Segment Start: SOURCE RECORDS
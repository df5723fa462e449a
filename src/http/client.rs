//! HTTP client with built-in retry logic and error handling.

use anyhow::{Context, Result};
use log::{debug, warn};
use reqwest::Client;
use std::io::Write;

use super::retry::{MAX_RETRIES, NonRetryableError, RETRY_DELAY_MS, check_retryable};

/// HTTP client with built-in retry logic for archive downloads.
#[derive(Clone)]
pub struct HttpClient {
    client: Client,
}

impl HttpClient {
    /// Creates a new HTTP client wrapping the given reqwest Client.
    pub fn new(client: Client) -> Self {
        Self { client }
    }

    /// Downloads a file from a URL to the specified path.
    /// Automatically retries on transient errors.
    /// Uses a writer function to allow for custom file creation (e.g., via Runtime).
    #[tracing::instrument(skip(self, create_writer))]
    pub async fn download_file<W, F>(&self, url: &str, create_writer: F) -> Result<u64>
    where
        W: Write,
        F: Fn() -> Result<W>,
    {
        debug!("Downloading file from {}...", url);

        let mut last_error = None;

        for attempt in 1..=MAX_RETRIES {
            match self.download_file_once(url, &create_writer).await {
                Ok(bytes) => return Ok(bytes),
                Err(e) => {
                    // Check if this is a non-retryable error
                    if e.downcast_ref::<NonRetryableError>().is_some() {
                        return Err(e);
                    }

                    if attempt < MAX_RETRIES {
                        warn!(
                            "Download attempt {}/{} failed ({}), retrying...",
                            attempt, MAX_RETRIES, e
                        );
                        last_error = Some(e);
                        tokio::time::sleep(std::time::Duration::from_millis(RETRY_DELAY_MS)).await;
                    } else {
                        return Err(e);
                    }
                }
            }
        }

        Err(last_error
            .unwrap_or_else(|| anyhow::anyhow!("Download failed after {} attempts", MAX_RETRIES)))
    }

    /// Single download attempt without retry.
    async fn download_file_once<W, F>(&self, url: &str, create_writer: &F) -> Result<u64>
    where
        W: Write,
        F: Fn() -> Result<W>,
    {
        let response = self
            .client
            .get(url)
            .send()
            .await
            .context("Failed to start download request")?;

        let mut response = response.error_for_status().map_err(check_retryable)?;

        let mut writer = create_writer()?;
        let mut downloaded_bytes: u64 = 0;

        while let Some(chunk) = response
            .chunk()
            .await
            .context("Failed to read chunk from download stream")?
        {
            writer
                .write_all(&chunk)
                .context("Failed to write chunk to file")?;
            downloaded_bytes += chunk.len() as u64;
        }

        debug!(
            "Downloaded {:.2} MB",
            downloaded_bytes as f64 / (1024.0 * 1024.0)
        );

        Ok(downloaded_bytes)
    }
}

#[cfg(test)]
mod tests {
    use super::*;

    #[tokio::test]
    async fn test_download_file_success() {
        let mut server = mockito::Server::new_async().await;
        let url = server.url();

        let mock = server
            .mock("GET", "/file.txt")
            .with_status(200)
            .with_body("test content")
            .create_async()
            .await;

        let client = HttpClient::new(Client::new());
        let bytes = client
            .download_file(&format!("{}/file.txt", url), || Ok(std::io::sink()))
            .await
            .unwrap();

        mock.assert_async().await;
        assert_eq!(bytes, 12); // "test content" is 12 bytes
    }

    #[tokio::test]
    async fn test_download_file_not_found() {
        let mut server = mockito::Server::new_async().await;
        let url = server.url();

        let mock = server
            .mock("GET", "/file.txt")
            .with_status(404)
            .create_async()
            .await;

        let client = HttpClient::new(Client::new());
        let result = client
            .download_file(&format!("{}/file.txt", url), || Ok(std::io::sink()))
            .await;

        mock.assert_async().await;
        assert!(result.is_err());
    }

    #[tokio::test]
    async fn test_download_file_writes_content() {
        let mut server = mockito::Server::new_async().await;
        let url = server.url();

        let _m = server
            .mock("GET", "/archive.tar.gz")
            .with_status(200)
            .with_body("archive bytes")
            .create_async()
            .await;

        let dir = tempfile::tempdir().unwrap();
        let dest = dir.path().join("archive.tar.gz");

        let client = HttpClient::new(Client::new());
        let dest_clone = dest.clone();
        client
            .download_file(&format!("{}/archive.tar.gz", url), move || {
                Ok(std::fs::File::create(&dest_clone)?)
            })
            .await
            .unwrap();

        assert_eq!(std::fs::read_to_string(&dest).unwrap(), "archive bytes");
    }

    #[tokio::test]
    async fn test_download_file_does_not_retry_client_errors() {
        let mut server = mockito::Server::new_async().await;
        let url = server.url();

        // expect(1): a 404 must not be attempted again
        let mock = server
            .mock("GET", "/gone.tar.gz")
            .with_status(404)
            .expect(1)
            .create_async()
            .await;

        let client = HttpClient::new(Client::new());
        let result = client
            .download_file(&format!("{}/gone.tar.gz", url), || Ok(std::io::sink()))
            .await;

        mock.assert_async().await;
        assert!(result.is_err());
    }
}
Segment End: SOURCE RECORDS
= GOAL OF THE EXERCISE =
Copy every line of the material, please, keeping it exactly the same.

= RESPONSE BOX =
repository df5723fa462e449a
filename src/http/client.rs
//! HTTP client with built-in retry logic and error handling.

use anyhow::{Context, Result};
use log::{debug, warn};
use reqwest::Client;
use std::io::Write;

use super::retry::{MAX_RETRIES, NonRetryableError, RETRY_DELAY_MS, check_retryable};

/// HTTP client with built-in retry logic for archive downloads.
#[derive(Clone)]
pub struct HttpClient {
    client: Client,
}

impl HttpClient {
    /// Creates a new HTTP client wrapping the given reqwest Client.
    pub fn new(client: Client) -> Self {
        Self { client }
    }

    /// Downloads a file from a URL to the specified path.
    /// Automatically retries on transient errors.
    /// Uses a writer function to allow for custom file creation (e.g., via Runtime).
    #[tracing::instrument(skip(self, create_writer))]
    pub async fn download_file<W, F>(&self, url: &str, create_writer: F) -> Result<u64>
    where
        W: Write,
        F: Fn() -> Result<W>,
    {
        debug!("Downloading file from {}...", url);

        let mut last_error = None;

        for attempt in 1..=MAX_RETRIES {
            match self.download_file_once(url, &create_writer).await {
                Ok(bytes) => return Ok(bytes),
                Err(e) => {
                    // Check if this is a non-retryable error
                    if e.downcast_ref::<NonRetryableError>().is_some() {
                        return Err(e);
                    }

                    if attempt < MAX_RETRIES {
                        warn!(
                            "Download attempt {}/{} failed ({}), retrying...",
                            attempt, MAX_RETRIES, e
                        );
                        last_error = Some(e);
                        tokio::time::sleep(std::time::Duration::from_millis(RETRY_DELAY_MS)).await;
                    } else {
                        return Err(e);
                    }
                }
            }
        }

        Err(last_error
            .unwrap_or_else(|| anyhow::anyhow!("Download failed after {} attempts", MAX_RETRIES)))
    }

    /// Single download attempt without retry.
    async fn download_file_once<W, F>(&self, url: &str, create_writer: &F) -> Result<u64>
    where
        W: Write,
        F: Fn() -> Result<W>,
    {
        let response = self
            .client
            .get(url)
            .send()
            .await
            .context("Failed to start download request")?;

        let mut response = response.error_for_status().map_err(check_retryable)?;

        let mut writer = create_writer()?;
        let mut downloaded_bytes: u64 = 0;

        while let Some(chunk) = response
            .chunk()
            .await
            .context("Failed to read chunk from download stream")?
        {
            writer
                .write_all(&chunk)
                .context("Failed to write chunk to file")?;
            downloaded_bytes += chunk.len() as u64;
        }

        debug!(
            "Downloaded {:.2} MB",
            downloaded_bytes as f64 / (1024.0 * 1024.0)
        );

        Ok(downloaded_bytes)
    }
}

#[cfg(test)]
mod tests {
    use super::*;

    #[tokio::test]
    async fn test_download_file_success() {
        let mut server = mockito::Server::new_async().await;
        let url = server.url();

        let mock = server
            .mock("GET", "/file.txt")
            .with_status(200)
            .with_body("test content")
            .create_async()
            .await;

        let client = HttpClient::new(Client::new());
        let bytes = client
            .download_file(&format!("{}/file.txt", url), || Ok(std::io::sink()))
            .await
            .unwrap();

        mock.assert_async().await;
        assert_eq!(bytes, 12); // "test content" is 12 bytes
    }

    #[tokio::test]
    async fn test_download_file_not_found() {
        let mut server = mockito::Server::new_async().await;
        let url = server.url();

        let mock = server
            .mock("GET", "/file.txt")
            .with_status(404)
            .create_async()
            .await;

        let client = HttpClient::new(Client::new());
        let result = client
            .download_file(&format!("{}/file.txt", url), || Ok(std::io::sink()))
            .await;

        mock.assert_async().await;
        assert!(result.is_err());
    }

    #[tokio::test]
    async fn test_download_file_writes_content() {
        let mut server = mockito::Server::new_async().await;
        let url = server.url();

        let _m = server
            .mock("GET", "/archive.tar.gz")
            .with_status(200)
            .with_body("archive bytes")
            .create_async()
            .await;

        let dir = tempfile::tempdir().unwrap();
        let dest = dir.path().join("archive.tar.gz");

        let client = HttpClient::new(Client::new());
        let dest_clone = dest.clone();
        client
            .download_file(&format!("{}/archive.tar.gz", url), move || {
                Ok(std::fs::File::create(&dest_clone)?)
            })
            .await
            .unwrap();

        assert_eq!(std::fs::read_to_string(&dest).unwrap(), "archive bytes");
    }

    #[tokio::test]
    async fn test_download_file_does_not_retry_client_errors() {
        let mut server = mockito::Server::new_async().await;
        let url = server.url();

        // expect(1): a 404 must not be attempted again
        let mock = server
            .mock("GET", "/gone.tar.gz")
            .with_status(404)
            .expect(1)
            .create_async()
            .await;

        let client = HttpClient::new(Client::new());
        let result = client
            .download_file(&format!("{}/gone.tar.gz", url), || Ok(std::io::sink()))
            .await;

        mock.assert_async().await;
        assert!(result.is_err());
    }
}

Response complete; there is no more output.